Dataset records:
- Opening Delimiter -
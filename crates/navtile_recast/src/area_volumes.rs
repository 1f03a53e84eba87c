//! Stamping of area types onto a [`CompactHeightfield`].

use glam::{IVec3, Vec2, Vec3A, Vec3Swizzles as _};

use crate::{Aabb3d, AreaType, CompactHeightfield};

impl CompactHeightfield {
    /// Sets the [`AreaType`] of the walkable spans whose floor lies inside `aabb`.
    pub fn mark_box_area(&mut self, aabb: &Aabb3d, area: AreaType) {
        self.stamp_area(aabb, area, |_| true);
    }

    /// Sets the [`AreaType`] of the walkable spans whose floor lies inside `volume`.
    pub fn mark_convex_poly_area(&mut self, volume: &ConvexVolume) {
        let Some(first) = volume.vertices.first() else {
            return;
        };
        let (min, max) = volume
            .vertices
            .iter()
            .fold((*first, *first), |(min, max), v| (min.min(*v), max.max(*v)));
        let aabb = Aabb3d::from_min_max(
            Vec3A::new(min.x, volume.min_y, min.y),
            Vec3A::new(max.x, volume.max_y, max.y),
        );
        self.stamp_area(&aabb, volume.area, |center| {
            contains_point(&volume.vertices, center)
        });
    }

    /// Sets the [`AreaType`] of the walkable spans whose floor lies inside `cylinder`.
    pub fn mark_cylinder_area(&mut self, cylinder: &AreaCylinder) {
        let extent = Vec3A::new(cylinder.radius, 0.0, cylinder.radius);
        let aabb = Aabb3d::from_min_max(
            cylinder.position - extent,
            cylinder.position + extent + Vec3A::Y * cylinder.height,
        );
        let center = cylinder.position.xz();
        let radius_squared = cylinder.radius * cylinder.radius;
        self.stamp_area(&aabb, cylinder.area, |column| {
            column.distance_squared(center) < radius_squared
        });
    }

    /// Stamps `area` onto walkable spans inside `aabb` whose column center passes `inside`.
    fn stamp_area(&mut self, aabb: &Aabb3d, area: AreaType, inside: impl Fn(Vec2) -> bool) {
        let Some((min, max)) = self.cell_footprint(aabb) else {
            return;
        };
        for z in min.z..=max.z {
            for x in min.x..=max.x {
                let center = Vec2::new(
                    self.aabb.min.x + (x as f32 + 0.5) * self.cell_size,
                    self.aabb.min.z + (z as f32 + 0.5) * self.cell_size,
                );
                if !inside(center) {
                    continue;
                }
                for i in self.cell_at(x as u16, z as u16).index_range() {
                    let floor = self.spans[i].y as i32;
                    if self.areas[i].is_walkable() && (min.y..=max.y).contains(&floor) {
                        self.areas[i] = area;
                    }
                }
            }
        }
    }

    /// The cells and voxel heights covered by `aabb`, clamped to the field on x and z.
    fn cell_footprint(&self, aabb: &Aabb3d) -> Option<(IVec3, IVec3)> {
        let inverse_cell = Vec3A::new(self.cell_size, self.cell_height, self.cell_size).recip();
        let to_cells = |point: Vec3A| {
            let cell = (point - self.aabb.min) * inverse_cell;
            IVec3::new(cell.x as i32, cell.y as i32, cell.z as i32)
        };
        let (min, max) = (to_cells(aabb.min), to_cells(aabb.max));
        let columns = IVec3::new(self.width as i32 - 1, i32::MAX, self.height as i32 - 1);
        if max.x < 0 || max.z < 0 || min.x > columns.x || min.z > columns.z {
            return None;
        }
        let floor = IVec3::new(0, i32::MIN, 0);
        Some((min.max(floor), max.min(columns)))
    }
}

/// Even-odd test on the xz-plane.
fn contains_point(polygon: &[Vec2], point: Vec2) -> bool {
    let mut inside = false;
    let mut previous = polygon[polygon.len() - 1];
    for &current in polygon {
        let crosses = (current.y > point.y) != (previous.y > point.y);
        if crosses {
            let x_at_point = current.x
                + (previous.x - current.x) * (point.y - current.y) / (previous.y - current.y);
            if point.x < x_at_point {
                inside = !inside;
            }
        }
        previous = current;
    }
    inside
}

/// A convex prism that stamps its area onto every walkable span inside it.
#[derive(Debug, Clone, PartialEq)]
#[cfg_attr(feature = "serialize", derive(serde::Serialize, serde::Deserialize))]
pub struct ConvexVolume {
    /// Outline on the xz-plane, with `y` standing for world z.
    pub vertices: Vec<Vec2>,
    /// Bottom of the prism.
    pub min_y: f32,
    /// Top of the prism.
    pub max_y: f32,
    /// Area to stamp.
    pub area: AreaType,
}

/// An upright cylinder that stamps its area onto every walkable span inside it.
#[derive(Debug, Clone, Copy, PartialEq)]
#[cfg_attr(feature = "serialize", derive(serde::Serialize, serde::Deserialize))]
pub struct AreaCylinder {
    /// Center of the bottom cap.
    pub position: Vec3A,
    /// Horizontal reach from the axis.
    pub radius: f32,
    /// Vertical reach above `position`.
    pub height: f32,
    /// Area to stamp.
    pub area: AreaType,
}

#[cfg(test)]
mod tests {
    use glam::UVec3;

    use crate::{Heightfield, TriMesh};

    use super::*;

    fn compact_floor() -> CompactHeightfield {
        let mut heightfield = Heightfield::new(
            Aabb3d::from_min_max(Vec3A::ZERO, Vec3A::new(6.0, 4.0, 6.0)),
            1.0,
            1.0,
        )
        .unwrap();
        let trimesh = TriMesh {
            vertices: vec![
                Vec3A::new(0.0, 1.0, 0.0),
                Vec3A::new(0.0, 1.0, 6.0),
                Vec3A::new(6.0, 1.0, 6.0),
                Vec3A::new(6.0, 1.0, 0.0),
            ],
            indices: vec![UVec3::new(0, 1, 2), UVec3::new(0, 2, 3)],
            area_types: vec![AreaType::DEFAULT_WALKABLE; 2],
        };
        heightfield.rasterize_triangles(&trimesh, 1).unwrap();
        heightfield.into_compact(2, 1).unwrap()
    }

    fn area_at(compact: &CompactHeightfield, x: u16, z: u16) -> AreaType {
        compact.areas[compact.cell_at(x, z).index() as usize]
    }

    #[test]
    fn box_area_overrides_spans_inside() {
        let mut compact = compact_floor();
        let aabb = Aabb3d::from_min_max(Vec3A::new(1.0, 0.0, 1.0), Vec3A::new(2.9, 3.0, 2.9));
        compact.mark_box_area(&aabb, AreaType(7));
        assert_eq!(area_at(&compact, 1, 1), AreaType(7));
        assert_eq!(area_at(&compact, 2, 2), AreaType(7));
        assert_eq!(area_at(&compact, 3, 3), AreaType::DEFAULT_WALKABLE);
        assert_eq!(area_at(&compact, 0, 0), AreaType::DEFAULT_WALKABLE);
    }

    #[test]
    fn box_area_below_floor_does_nothing() {
        let mut compact = compact_floor();
        let aabb = Aabb3d::from_min_max(Vec3A::new(0.0, -5.0, 0.0), Vec3A::new(6.0, -4.0, 6.0));
        compact.mark_box_area(&aabb, AreaType(7));
        assert!(compact.areas.iter().all(|a| *a == AreaType::DEFAULT_WALKABLE));
    }

    #[test]
    fn convex_volume_marks_cell_centers_inside() {
        let mut compact = compact_floor();
        compact.mark_convex_poly_area(&ConvexVolume {
            vertices: vec![
                Vec2::new(0.0, 0.0),
                Vec2::new(0.0, 3.0),
                Vec2::new(3.0, 0.0),
            ],
            min_y: 0.0,
            max_y: 3.0,
            area: AreaType(3),
        });
        assert_eq!(area_at(&compact, 0, 0), AreaType(3));
        assert_eq!(area_at(&compact, 1, 0), AreaType(3));
        assert_eq!(area_at(&compact, 2, 2), AreaType::DEFAULT_WALKABLE);
    }

    #[test]
    fn cylinder_marks_columns_within_its_radius() {
        let mut compact = compact_floor();
        compact.mark_cylinder_area(&AreaCylinder {
            position: Vec3A::new(3.0, 0.0, 3.0),
            radius: 1.2,
            height: 3.0,
            area: AreaType::NOT_WALKABLE,
        });
        assert_eq!(area_at(&compact, 2, 2), AreaType::NOT_WALKABLE);
        assert_eq!(area_at(&compact, 3, 2), AreaType::NOT_WALKABLE);
        // Corner columns sit farther than the radius from the axis.
        assert_eq!(area_at(&compact, 1, 1), AreaType::DEFAULT_WALKABLE);
        assert_eq!(area_at(&compact, 4, 4), AreaType::DEFAULT_WALKABLE);
        assert_eq!(area_at(&compact, 5, 3), AreaType::DEFAULT_WALKABLE);
    }

    #[test]
    fn cylinder_above_the_floor_does_nothing() {
        let mut compact = compact_floor();
        compact.mark_cylinder_area(&AreaCylinder {
            position: Vec3A::new(3.0, 3.5, 3.0),
            radius: 2.0,
            height: 1.0,
            area: AreaType::NOT_WALKABLE,
        });
        assert!(compact.areas.iter().all(|a| *a == AreaType::DEFAULT_WALKABLE));
    }
}
//! Generational references to tiles and polygons.

use crate::nav_mesh::NavMeshError;

/// A reference to a polygon inside a [`NavMesh`](crate::NavMesh).
///
/// Packs a salt, a tile index and a polygon index into 32 bits.
/// The salt changes every time the tile slot is reused, so a reference to a removed tile never
/// resolves to whatever tile was added in its place.
#[derive(Debug, Clone, Copy, PartialEq, Eq, Hash, PartialOrd, Ord, Default)]
#[cfg_attr(feature = "serialize", derive(serde::Serialize, serde::Deserialize))]
pub struct PolyRef(pub u32);

impl PolyRef {
    /// The reference that points to nothing.
    pub const NULL: Self = Self(0);

    /// Returns `true` for [`PolyRef::NULL`].
    #[inline]
    pub fn is_null(self) -> bool {
        self.0 == 0
    }
}

/// A reference to a tile inside a [`NavMesh`](crate::NavMesh). Encoded the same way as a
/// [`PolyRef`] whose polygon index is zero.
#[derive(Debug, Clone, Copy, PartialEq, Eq, Hash, PartialOrd, Ord, Default)]
#[cfg_attr(feature = "serialize", derive(serde::Serialize, serde::Deserialize))]
pub struct TileRef(pub u32);

impl TileRef {
    /// The reference that points to nothing.
    pub const NULL: Self = Self(0);

    /// Returns `true` for [`TileRef::NULL`].
    #[inline]
    pub fn is_null(self) -> bool {
        self.0 == 0
    }
}

/// The bit layout of references for one navigation mesh.
#[derive(Debug, Clone, Copy, PartialEq, Eq)]
pub(crate) struct RefEncoding {
    pub(crate) salt_bits: u32,
    pub(crate) tile_bits: u32,
    pub(crate) poly_bits: u32,
}

/// Tile and polygon bits share this budget, everything above it is salt.
pub(crate) const REF_INDEX_BITS: u32 = 22;

impl RefEncoding {
    pub(crate) fn new(max_tiles: u32, max_polys: u32) -> Result<Self, NavMeshError> {
        if max_tiles == 0 || !max_tiles.is_power_of_two() {
            return Err(NavMeshError::MaxTilesNotPowerOfTwo(max_tiles));
        }
        if max_polys == 0 {
            return Err(NavMeshError::NoPolygonsPerTile);
        }
        let tile_bits = max_tiles.ilog2();
        let poly_bits = max_polys.next_power_of_two().ilog2();
        if tile_bits + poly_bits > REF_INDEX_BITS {
            return Err(NavMeshError::ReferenceSpaceExceeded {
                tile_bits,
                poly_bits,
            });
        }
        Ok(Self {
            salt_bits: 32 - tile_bits - poly_bits,
            tile_bits,
            poly_bits,
        })
    }

    #[inline]
    pub(crate) fn encode(&self, salt: u32, tile: u32, poly: u32) -> PolyRef {
        PolyRef(
            (salt << (self.poly_bits + self.tile_bits)) | (tile << self.poly_bits) | poly,
        )
    }

    /// Splits a reference into `(salt, tile, poly)`.
    #[inline]
    pub(crate) fn decode(&self, reference: PolyRef) -> (u32, u32, u32) {
        let salt = reference.0 >> (self.poly_bits + self.tile_bits) & self.salt_mask();
        let tile = (reference.0 >> self.poly_bits) & mask(self.tile_bits);
        let poly = reference.0 & mask(self.poly_bits);
        (salt, tile, poly)
    }

    #[inline]
    pub(crate) fn salt_mask(&self) -> u32 {
        mask(self.salt_bits)
    }
}

#[inline]
fn mask(bits: u32) -> u32 {
    if bits >= 32 { u32::MAX } else { (1 << bits) - 1 }
}

#[cfg(test)]
mod tests {
    use super::*;

    #[test]
    fn bits_follow_capacity() {
        let encoding = RefEncoding::new(256, 1 << 14).unwrap();
        assert_eq!(encoding.tile_bits, 8);
        assert_eq!(encoding.poly_bits, 14);
        assert_eq!(encoding.salt_bits, 10);
    }

    #[test]
    fn encoding_is_reversible() {
        let encoding = RefEncoding::new(16, 1000).unwrap();
        let reference = encoding.encode(3, 9, 777);
        assert_eq!(encoding.decode(reference), (3, 9, 777));
    }

    #[test]
    fn rejects_oversized_capacity() {
        assert!(matches!(
            RefEncoding::new(1 << 12, 1 << 12),
            Err(NavMeshError::ReferenceSpaceExceeded { .. })
        ));
        assert!(matches!(
            RefEncoding::new(100, 16),
            Err(NavMeshError::MaxTilesNotPowerOfTwo(100))
        ));
    }
}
- Closing Delimiter -
YOUR TASK
Begin at the top of the records above and quote each line exactly, ending with the line that contains "onto walkable spans".

RESULT FOR THIS TASK
filename crates/navtile_recast/src/area_volumes.rs
repository 1f03a53e84eba87c
//! Stamping of area types onto a [`CompactHeightfield`].

use glam::{IVec3, Vec2, Vec3A, Vec3Swizzles as _};

use crate::{Aabb3d, AreaType, CompactHeightfield};

impl CompactHeightfield {
    /// Sets the [`AreaType`] of the walkable spans whose floor lies inside `aabb`.
    pub fn mark_box_area(&mut self, aabb: &Aabb3d, area: AreaType) {
        self.stamp_area(aabb, area, |_| true);
    }

    /// Sets the [`AreaType`] of the walkable spans whose floor lies inside `volume`.
    pub fn mark_convex_poly_area(&mut self, volume: &ConvexVolume) {
        let Some(first) = volume.vertices.first() else {
            return;
        };
        let (min, max) = volume
            .vertices
            .iter()
            .fold((*first, *first), |(min, max), v| (min.min(*v), max.max(*v)));
        let aabb = Aabb3d::from_min_max(
            Vec3A::new(min.x, volume.min_y, min.y),
            Vec3A::new(max.x, volume.max_y, max.y),
        );
        self.stamp_area(&aabb, volume.area, |center| {
            contains_point(&volume.vertices, center)
        });
    }

    /// Sets the [`AreaType`] of the walkable spans whose floor lies inside `cylinder`.
    pub fn mark_cylinder_area(&mut self, cylinder: &AreaCylinder) {
        let extent = Vec3A::new(cylinder.radius, 0.0, cylinder.radius);
        let aabb = Aabb3d::from_min_max(
            cylinder.position - extent,
            cylinder.position + extent + Vec3A::Y * cylinder.height,
        );
        let center = cylinder.position.xz();
        let radius_squared = cylinder.radius * cylinder.radius;
        self.stamp_area(&aabb, cylinder.area, |column| {
            column.distance_squared(center) < radius_squared
        });
    }

    /// Stamps `area` onto walkable spans inside `aabb` whose column center passes `inside`.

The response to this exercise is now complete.